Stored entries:
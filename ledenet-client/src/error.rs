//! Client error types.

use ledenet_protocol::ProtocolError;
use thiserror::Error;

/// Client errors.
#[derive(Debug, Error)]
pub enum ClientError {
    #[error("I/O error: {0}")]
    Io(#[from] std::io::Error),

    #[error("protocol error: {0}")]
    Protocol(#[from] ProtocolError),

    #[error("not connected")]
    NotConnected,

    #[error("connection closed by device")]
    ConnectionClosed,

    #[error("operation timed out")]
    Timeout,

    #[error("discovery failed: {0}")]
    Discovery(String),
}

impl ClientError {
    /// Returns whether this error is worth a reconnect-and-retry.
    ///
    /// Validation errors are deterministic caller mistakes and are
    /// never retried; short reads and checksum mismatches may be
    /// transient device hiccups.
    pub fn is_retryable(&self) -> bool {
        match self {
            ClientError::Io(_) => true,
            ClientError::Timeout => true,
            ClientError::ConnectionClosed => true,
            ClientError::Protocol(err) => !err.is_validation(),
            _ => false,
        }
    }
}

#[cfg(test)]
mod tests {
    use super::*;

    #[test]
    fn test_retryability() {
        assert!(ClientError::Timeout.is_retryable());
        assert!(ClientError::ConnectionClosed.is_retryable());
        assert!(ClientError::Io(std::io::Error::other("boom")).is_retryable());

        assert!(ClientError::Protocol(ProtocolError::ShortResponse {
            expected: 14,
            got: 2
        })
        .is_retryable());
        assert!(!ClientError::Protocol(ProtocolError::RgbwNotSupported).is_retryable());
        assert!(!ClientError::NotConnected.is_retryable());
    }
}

◆ Task objective ◆
Looking at the data above, count every line holding the word "Timeout" and state only the count.

◆ Answer space ◆
3